[Stored data entries]
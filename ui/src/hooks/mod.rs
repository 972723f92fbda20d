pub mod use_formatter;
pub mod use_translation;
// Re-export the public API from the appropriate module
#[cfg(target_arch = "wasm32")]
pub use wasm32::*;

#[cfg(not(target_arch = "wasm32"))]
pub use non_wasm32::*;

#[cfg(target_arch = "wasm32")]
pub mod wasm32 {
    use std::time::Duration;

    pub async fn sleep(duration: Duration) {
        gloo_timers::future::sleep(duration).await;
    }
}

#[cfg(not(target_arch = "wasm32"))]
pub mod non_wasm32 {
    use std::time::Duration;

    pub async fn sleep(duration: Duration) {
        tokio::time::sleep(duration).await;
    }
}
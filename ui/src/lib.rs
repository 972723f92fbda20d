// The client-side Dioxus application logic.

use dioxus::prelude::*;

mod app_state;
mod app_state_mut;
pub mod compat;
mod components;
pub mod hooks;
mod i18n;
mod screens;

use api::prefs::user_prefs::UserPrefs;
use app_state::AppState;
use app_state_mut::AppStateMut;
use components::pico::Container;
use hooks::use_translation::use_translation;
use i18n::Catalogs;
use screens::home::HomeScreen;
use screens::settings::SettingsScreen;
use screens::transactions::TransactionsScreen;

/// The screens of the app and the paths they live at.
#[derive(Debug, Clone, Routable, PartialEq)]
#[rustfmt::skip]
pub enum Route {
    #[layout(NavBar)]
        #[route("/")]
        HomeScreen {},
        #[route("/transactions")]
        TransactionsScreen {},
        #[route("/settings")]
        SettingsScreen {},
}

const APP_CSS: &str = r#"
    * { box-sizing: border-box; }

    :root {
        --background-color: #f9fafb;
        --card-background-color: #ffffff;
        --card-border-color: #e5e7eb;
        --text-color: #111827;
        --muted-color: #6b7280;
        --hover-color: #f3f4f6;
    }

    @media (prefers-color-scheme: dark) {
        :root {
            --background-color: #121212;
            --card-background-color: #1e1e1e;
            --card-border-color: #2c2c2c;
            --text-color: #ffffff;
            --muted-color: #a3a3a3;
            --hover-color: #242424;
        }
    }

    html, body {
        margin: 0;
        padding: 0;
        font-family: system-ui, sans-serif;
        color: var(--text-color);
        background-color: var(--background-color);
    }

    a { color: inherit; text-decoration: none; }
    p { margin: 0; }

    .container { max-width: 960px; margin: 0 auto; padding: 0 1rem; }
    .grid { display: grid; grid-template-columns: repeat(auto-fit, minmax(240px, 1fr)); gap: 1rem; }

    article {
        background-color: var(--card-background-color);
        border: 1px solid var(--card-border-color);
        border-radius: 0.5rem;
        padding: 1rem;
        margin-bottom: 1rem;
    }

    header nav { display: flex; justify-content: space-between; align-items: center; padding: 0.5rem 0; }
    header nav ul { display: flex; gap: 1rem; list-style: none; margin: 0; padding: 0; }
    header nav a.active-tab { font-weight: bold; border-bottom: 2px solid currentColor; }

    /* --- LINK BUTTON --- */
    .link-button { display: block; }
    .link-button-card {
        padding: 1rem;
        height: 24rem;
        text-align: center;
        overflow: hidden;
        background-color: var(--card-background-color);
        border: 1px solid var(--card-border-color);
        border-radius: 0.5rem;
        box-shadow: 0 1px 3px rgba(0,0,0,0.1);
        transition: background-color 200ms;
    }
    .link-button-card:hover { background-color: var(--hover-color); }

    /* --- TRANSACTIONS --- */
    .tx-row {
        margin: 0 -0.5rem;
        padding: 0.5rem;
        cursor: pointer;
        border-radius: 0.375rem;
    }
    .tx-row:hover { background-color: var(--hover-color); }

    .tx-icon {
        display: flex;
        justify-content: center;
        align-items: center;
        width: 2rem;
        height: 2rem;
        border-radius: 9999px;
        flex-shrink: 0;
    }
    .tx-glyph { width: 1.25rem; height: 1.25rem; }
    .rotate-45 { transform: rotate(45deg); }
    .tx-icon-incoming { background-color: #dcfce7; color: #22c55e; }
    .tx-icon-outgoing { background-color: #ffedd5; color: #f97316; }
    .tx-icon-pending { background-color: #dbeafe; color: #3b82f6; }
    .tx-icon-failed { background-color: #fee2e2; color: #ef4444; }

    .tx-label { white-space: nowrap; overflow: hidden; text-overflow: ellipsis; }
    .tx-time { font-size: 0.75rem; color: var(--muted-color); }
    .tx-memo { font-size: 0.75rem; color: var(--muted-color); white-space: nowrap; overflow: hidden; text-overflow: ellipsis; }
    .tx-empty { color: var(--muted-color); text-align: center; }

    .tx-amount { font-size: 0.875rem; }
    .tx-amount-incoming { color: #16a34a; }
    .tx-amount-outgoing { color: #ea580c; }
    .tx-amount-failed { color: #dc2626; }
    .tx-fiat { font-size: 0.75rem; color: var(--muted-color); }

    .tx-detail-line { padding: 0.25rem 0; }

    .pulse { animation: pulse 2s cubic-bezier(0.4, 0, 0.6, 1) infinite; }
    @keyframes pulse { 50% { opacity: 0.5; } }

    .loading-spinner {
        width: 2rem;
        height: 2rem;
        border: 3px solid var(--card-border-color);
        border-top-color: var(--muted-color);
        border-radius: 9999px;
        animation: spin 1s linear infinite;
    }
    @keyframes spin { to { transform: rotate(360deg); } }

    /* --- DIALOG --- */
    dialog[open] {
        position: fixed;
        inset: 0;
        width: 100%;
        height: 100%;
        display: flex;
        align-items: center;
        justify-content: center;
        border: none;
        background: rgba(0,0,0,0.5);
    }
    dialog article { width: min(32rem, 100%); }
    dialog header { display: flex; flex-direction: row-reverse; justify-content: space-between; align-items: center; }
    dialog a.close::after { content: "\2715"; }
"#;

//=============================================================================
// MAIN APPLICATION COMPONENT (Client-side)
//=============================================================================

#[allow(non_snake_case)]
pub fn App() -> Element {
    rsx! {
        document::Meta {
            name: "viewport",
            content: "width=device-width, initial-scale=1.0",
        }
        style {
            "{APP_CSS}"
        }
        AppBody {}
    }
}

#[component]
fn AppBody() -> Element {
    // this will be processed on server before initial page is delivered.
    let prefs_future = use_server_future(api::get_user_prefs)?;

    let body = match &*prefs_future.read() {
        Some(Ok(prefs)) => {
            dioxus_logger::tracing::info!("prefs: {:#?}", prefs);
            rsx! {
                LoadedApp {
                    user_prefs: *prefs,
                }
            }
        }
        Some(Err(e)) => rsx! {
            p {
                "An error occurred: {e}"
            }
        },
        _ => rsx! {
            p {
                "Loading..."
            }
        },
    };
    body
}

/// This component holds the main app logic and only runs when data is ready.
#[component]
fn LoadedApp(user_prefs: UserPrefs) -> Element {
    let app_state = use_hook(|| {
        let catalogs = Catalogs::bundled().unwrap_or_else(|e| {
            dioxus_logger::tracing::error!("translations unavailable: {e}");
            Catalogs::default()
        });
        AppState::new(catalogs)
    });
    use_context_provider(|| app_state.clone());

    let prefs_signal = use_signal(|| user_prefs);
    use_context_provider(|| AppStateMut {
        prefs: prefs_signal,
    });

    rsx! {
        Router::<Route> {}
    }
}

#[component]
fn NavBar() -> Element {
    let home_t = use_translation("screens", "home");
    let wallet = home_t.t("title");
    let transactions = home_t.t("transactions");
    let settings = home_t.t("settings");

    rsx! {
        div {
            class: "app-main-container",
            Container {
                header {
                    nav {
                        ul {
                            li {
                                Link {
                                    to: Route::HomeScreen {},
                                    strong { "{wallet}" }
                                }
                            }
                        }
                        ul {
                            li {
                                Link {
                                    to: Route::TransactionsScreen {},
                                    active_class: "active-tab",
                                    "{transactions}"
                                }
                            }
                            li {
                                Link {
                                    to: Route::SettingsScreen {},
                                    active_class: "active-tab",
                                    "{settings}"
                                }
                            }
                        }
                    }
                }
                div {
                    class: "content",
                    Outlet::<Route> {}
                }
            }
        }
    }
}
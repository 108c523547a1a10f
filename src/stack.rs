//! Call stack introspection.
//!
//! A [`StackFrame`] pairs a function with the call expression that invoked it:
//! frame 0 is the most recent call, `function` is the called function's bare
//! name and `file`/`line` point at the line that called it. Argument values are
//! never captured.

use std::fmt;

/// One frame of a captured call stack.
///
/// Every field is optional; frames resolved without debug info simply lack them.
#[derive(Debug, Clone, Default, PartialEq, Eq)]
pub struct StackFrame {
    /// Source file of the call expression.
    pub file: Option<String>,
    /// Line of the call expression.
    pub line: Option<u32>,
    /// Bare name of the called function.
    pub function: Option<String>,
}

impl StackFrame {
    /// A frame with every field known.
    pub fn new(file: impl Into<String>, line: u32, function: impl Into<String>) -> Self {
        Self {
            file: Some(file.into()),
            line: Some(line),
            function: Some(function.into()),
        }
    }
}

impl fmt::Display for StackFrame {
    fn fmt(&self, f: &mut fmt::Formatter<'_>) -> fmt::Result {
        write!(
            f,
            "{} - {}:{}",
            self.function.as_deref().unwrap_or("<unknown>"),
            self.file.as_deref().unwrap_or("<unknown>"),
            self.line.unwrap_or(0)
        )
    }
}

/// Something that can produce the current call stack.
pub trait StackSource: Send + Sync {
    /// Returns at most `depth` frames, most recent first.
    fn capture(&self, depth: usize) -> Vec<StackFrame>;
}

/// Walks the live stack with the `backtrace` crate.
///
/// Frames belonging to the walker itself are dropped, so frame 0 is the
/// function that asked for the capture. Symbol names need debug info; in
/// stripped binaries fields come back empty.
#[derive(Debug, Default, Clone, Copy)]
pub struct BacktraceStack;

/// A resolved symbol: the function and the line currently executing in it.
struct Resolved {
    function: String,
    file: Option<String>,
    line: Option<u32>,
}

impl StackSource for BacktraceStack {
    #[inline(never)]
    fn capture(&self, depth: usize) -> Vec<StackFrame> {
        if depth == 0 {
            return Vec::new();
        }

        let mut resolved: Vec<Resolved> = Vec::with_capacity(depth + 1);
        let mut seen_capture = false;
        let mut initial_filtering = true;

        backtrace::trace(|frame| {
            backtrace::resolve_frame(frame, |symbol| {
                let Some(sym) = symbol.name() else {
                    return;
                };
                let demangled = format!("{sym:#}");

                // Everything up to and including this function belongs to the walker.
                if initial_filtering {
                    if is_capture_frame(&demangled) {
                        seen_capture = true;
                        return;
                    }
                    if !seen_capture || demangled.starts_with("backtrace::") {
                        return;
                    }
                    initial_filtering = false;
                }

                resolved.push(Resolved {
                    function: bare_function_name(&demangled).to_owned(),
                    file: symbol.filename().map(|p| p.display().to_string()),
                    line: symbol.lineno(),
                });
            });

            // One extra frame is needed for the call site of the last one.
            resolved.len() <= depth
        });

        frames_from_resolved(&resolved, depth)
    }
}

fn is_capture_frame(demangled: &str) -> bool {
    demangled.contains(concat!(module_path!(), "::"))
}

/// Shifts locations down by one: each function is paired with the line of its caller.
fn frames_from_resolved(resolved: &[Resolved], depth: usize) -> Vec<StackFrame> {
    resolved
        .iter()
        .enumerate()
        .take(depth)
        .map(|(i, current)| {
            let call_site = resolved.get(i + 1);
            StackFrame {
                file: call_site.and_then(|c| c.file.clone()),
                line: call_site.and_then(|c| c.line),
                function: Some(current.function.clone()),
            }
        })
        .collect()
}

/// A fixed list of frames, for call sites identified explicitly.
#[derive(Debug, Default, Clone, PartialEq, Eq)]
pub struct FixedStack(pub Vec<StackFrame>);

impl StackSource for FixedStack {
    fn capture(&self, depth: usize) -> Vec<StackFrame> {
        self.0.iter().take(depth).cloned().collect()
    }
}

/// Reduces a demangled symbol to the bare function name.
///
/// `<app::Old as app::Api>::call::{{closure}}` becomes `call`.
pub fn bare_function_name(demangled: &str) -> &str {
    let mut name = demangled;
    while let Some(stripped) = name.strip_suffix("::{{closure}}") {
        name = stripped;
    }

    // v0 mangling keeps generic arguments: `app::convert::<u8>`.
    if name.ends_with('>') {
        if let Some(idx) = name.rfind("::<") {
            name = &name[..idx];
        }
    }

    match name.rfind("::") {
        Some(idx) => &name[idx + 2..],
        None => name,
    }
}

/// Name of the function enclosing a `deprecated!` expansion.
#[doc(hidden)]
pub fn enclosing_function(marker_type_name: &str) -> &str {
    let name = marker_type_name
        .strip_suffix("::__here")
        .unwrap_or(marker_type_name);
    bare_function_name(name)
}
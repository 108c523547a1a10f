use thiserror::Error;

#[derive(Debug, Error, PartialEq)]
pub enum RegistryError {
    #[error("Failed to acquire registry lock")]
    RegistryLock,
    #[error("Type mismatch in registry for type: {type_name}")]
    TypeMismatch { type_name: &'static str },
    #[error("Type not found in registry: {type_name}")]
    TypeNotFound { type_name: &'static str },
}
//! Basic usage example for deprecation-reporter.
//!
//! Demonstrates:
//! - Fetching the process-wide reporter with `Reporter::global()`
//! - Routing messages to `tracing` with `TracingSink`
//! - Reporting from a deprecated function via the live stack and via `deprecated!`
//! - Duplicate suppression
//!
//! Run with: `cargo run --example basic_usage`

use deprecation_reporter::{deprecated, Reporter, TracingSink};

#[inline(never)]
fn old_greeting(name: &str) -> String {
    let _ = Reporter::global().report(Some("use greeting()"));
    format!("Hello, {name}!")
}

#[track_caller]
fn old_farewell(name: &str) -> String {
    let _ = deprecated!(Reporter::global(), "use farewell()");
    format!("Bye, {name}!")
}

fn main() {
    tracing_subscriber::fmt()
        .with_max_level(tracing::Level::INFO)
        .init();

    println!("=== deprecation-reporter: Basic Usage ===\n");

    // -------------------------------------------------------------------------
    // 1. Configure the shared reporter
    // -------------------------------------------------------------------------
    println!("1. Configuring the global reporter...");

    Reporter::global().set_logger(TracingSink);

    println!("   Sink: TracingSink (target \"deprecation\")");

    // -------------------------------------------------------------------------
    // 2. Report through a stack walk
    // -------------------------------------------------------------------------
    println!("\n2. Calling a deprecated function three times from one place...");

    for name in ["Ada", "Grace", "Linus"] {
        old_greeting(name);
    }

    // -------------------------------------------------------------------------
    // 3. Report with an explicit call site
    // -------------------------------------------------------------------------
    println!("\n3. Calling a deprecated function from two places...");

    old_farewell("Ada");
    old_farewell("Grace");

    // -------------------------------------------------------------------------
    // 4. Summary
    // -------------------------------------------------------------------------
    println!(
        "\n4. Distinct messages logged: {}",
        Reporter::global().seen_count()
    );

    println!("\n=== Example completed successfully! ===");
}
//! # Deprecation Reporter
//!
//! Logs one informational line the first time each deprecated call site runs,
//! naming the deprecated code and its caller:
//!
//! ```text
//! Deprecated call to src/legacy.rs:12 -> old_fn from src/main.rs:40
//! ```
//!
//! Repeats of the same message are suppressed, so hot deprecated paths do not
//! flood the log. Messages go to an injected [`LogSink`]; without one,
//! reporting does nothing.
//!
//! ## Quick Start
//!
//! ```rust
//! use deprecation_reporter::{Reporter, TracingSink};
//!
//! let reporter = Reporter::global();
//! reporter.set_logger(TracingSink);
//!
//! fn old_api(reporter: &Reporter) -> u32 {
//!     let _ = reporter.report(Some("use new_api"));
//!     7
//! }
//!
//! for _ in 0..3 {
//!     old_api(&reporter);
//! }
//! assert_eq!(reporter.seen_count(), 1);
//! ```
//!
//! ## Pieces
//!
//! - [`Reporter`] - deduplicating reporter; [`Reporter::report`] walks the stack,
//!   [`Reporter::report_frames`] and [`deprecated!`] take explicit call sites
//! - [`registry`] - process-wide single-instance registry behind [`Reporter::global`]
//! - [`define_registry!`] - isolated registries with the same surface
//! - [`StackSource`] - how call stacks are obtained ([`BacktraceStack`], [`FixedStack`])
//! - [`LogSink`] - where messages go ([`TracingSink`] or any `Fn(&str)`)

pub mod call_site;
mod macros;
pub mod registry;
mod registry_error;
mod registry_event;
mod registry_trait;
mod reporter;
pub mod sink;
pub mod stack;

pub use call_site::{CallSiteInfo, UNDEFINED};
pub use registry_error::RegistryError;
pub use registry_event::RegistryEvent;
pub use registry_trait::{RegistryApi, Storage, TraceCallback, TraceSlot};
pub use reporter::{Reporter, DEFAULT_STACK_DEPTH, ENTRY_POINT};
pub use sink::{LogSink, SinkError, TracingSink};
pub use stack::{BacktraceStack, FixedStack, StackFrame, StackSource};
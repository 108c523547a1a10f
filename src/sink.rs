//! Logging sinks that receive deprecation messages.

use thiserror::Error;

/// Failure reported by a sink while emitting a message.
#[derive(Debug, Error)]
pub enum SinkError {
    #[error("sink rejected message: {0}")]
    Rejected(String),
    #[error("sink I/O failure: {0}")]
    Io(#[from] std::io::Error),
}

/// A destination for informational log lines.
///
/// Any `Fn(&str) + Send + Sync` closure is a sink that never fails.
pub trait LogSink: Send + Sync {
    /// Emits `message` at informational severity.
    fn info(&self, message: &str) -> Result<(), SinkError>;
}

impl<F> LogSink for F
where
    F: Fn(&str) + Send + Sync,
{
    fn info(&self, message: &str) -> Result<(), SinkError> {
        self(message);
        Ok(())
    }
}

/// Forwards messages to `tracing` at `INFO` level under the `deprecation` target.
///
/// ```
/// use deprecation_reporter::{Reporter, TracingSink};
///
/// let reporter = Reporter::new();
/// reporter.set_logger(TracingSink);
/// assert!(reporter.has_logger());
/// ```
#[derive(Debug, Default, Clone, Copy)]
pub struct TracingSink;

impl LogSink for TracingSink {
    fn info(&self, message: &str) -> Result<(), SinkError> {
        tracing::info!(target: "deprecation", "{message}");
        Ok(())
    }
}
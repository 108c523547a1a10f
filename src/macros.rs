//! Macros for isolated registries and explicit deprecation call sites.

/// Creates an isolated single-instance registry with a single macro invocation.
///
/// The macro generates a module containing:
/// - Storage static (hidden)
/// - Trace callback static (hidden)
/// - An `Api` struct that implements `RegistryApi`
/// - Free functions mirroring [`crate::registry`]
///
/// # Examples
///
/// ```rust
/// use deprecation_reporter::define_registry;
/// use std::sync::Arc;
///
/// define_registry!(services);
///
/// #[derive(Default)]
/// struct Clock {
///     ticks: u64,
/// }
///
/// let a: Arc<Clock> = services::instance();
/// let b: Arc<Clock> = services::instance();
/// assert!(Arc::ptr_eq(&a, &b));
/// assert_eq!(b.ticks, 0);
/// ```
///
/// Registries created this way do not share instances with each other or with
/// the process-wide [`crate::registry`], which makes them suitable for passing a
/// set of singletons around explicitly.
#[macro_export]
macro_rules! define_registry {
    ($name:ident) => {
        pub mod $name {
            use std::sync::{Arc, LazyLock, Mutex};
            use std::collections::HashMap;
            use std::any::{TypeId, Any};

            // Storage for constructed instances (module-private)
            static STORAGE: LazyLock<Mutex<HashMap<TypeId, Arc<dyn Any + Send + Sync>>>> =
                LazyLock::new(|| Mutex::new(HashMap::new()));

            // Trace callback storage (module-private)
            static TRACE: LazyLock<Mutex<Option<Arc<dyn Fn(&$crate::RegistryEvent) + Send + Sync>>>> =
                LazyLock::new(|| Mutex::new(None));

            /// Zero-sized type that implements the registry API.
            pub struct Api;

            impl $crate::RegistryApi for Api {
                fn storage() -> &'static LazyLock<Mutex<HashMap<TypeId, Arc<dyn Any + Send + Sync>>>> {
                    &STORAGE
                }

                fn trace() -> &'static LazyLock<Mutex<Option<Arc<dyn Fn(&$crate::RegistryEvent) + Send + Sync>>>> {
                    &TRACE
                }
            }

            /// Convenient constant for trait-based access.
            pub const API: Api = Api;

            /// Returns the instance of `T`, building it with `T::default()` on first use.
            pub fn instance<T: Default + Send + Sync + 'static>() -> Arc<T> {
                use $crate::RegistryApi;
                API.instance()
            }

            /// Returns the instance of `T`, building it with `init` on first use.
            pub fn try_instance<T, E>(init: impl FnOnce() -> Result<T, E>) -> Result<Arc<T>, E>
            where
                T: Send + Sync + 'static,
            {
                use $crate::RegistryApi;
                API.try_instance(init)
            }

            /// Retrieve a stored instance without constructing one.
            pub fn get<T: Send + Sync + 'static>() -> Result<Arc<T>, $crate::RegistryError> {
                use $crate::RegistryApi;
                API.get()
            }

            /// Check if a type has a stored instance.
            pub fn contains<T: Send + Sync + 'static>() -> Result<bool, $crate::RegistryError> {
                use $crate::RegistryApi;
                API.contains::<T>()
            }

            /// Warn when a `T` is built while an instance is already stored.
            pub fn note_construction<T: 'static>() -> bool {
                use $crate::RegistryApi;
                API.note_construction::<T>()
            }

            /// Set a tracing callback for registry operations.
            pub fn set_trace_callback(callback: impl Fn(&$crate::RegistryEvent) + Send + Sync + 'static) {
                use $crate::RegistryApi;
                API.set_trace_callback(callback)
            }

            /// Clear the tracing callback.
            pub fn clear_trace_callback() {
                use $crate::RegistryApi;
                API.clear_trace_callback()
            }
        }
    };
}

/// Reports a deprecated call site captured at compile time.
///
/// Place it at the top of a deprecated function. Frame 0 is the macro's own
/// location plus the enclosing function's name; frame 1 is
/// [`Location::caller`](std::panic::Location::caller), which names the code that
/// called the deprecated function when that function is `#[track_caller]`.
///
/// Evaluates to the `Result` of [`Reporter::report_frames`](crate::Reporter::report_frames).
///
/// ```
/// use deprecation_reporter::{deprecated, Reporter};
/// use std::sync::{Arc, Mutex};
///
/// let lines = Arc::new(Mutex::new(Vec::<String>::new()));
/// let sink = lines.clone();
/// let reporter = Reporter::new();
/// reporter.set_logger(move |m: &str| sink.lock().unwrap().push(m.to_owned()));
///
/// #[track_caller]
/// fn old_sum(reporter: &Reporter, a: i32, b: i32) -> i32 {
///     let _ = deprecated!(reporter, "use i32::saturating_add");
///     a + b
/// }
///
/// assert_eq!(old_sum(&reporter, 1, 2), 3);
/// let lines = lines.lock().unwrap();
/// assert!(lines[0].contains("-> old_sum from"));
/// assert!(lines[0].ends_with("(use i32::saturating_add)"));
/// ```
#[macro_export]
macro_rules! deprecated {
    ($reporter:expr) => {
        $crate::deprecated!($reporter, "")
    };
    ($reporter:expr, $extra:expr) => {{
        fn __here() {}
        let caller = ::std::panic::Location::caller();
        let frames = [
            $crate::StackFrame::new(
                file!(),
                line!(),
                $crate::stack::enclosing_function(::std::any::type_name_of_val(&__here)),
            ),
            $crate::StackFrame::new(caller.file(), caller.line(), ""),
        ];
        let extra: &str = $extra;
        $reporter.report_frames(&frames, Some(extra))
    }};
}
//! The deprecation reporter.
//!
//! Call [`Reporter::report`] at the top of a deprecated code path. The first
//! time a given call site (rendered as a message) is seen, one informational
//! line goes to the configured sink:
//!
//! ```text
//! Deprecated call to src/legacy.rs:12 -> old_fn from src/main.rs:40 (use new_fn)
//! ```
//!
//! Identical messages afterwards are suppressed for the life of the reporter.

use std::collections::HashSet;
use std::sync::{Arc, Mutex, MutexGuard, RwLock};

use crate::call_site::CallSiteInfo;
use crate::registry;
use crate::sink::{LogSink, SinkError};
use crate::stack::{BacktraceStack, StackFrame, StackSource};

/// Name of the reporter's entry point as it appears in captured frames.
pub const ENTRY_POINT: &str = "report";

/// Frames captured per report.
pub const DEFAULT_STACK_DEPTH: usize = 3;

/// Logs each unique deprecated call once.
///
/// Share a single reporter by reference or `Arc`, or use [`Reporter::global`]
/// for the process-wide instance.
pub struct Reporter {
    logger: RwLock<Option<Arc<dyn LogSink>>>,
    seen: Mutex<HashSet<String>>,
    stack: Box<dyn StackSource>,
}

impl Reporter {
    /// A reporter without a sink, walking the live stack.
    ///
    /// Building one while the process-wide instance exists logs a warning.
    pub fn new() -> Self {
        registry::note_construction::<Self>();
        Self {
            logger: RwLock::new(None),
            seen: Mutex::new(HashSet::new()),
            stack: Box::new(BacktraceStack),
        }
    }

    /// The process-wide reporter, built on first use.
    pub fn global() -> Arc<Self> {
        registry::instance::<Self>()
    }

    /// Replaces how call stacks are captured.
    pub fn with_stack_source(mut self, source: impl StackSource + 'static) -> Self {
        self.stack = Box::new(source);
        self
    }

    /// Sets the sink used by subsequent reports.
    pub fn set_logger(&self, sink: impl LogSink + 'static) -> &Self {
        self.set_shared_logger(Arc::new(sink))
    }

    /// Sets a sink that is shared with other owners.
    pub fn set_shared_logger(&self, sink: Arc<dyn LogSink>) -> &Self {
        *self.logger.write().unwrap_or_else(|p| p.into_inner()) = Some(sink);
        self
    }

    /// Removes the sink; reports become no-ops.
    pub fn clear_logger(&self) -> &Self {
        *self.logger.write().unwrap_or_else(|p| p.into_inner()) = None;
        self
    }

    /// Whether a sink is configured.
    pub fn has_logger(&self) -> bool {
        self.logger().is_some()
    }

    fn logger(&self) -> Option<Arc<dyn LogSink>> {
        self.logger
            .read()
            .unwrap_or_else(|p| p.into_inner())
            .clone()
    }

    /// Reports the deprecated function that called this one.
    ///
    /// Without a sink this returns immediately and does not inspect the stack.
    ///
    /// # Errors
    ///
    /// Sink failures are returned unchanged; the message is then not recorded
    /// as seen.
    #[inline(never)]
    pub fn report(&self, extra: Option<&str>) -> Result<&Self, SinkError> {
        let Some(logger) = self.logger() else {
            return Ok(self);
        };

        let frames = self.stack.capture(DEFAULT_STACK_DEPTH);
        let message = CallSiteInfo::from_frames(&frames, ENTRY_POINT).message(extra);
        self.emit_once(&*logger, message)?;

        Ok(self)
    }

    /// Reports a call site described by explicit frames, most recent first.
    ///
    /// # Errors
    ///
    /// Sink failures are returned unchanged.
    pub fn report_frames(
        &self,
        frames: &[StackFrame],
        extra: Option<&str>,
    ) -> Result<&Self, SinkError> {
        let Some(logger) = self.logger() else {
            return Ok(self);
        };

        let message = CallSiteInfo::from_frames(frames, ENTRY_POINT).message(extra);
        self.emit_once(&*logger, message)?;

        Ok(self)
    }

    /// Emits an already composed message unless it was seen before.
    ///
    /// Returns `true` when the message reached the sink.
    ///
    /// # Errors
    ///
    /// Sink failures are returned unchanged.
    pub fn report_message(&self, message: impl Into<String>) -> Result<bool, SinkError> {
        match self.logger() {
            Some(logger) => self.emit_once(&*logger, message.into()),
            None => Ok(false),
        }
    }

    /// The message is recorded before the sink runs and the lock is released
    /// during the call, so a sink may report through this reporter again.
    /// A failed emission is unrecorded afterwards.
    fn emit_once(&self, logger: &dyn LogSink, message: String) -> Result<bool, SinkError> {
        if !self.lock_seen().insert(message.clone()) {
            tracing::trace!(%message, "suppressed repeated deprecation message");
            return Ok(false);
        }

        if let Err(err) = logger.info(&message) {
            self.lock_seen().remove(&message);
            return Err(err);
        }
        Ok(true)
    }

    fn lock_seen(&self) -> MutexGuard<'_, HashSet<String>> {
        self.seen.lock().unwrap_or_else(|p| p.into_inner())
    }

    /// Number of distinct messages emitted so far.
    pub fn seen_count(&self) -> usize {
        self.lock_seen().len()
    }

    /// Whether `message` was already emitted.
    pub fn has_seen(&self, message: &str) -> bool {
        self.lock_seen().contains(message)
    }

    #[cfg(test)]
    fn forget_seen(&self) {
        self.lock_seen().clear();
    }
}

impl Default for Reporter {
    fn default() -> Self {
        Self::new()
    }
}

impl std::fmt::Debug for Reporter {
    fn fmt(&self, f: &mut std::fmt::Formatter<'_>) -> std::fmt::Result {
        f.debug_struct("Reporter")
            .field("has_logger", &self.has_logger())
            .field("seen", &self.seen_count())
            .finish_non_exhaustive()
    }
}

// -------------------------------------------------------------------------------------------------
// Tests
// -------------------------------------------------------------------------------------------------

PROBLEM STATEMENT
Find how many lines in the entries above have the string "global" and report only that number.

YOUR RESPONSE
10